[Material for the task]
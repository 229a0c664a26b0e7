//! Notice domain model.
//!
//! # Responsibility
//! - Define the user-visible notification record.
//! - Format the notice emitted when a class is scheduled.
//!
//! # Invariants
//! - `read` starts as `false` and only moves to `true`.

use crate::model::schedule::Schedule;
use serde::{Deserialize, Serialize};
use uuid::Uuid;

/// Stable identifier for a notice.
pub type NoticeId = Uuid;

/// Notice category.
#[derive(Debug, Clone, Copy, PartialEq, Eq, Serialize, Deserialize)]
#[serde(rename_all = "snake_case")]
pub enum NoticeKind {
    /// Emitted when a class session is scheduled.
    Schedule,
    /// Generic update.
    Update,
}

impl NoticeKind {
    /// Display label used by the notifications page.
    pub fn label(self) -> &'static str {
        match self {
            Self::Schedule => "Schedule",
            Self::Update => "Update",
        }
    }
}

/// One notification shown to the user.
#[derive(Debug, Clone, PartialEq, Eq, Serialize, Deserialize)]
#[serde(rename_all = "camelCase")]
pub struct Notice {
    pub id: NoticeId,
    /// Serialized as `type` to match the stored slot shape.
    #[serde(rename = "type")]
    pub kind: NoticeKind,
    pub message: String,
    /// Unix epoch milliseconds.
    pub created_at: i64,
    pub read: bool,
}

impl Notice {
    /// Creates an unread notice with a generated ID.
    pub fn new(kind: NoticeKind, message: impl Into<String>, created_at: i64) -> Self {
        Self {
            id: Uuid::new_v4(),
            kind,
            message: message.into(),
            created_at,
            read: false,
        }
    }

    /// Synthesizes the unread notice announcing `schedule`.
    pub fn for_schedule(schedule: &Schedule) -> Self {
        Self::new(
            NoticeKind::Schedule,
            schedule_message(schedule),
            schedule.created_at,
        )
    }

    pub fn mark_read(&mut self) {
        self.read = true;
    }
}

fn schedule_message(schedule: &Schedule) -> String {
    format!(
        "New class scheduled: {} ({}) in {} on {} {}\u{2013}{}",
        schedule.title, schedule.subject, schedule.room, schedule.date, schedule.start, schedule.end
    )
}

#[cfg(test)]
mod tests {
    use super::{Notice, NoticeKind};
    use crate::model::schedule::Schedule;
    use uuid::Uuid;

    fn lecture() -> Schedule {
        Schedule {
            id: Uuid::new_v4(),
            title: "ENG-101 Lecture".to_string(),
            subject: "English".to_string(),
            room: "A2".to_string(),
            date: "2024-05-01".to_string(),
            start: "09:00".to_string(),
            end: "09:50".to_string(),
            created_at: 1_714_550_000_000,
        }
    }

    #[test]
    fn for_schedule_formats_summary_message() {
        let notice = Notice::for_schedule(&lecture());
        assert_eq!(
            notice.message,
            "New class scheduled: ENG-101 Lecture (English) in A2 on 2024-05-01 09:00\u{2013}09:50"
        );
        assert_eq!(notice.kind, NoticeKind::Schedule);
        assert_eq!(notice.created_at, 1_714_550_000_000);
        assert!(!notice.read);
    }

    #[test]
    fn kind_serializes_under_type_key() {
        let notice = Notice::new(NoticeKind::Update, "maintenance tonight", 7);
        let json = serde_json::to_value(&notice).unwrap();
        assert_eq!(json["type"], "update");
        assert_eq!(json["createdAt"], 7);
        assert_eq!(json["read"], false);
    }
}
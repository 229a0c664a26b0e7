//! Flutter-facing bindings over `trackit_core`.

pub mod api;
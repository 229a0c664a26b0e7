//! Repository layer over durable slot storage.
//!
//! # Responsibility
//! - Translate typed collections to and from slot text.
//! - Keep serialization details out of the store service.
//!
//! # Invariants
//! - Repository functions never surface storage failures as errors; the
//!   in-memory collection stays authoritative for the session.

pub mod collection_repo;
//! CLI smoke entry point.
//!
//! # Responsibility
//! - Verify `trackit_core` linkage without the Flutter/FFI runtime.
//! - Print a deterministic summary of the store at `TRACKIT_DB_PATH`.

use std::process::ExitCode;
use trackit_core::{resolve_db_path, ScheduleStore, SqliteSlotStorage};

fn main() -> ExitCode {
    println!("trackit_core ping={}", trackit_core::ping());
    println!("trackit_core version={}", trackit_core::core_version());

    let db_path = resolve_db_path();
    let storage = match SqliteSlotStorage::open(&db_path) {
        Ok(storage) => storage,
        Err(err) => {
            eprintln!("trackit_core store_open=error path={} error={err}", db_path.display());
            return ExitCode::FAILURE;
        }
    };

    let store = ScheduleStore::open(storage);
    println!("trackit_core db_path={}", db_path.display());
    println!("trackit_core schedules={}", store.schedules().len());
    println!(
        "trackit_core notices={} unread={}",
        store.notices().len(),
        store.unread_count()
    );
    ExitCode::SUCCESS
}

[Exercise objective] Among the lines of the material, find those holding the word "class" and return them.

[Worked solution]
//! - Format the notice emitted when a class is scheduled.
    /// Emitted when a class session is scheduled.
        "New class scheduled: {} ({}) in {} on {} {}\u{2013}{}",
            "New class scheduled: ENG-101 Lecture (English) in A2 on 2024-05-01 09:00\u{2013}09:50"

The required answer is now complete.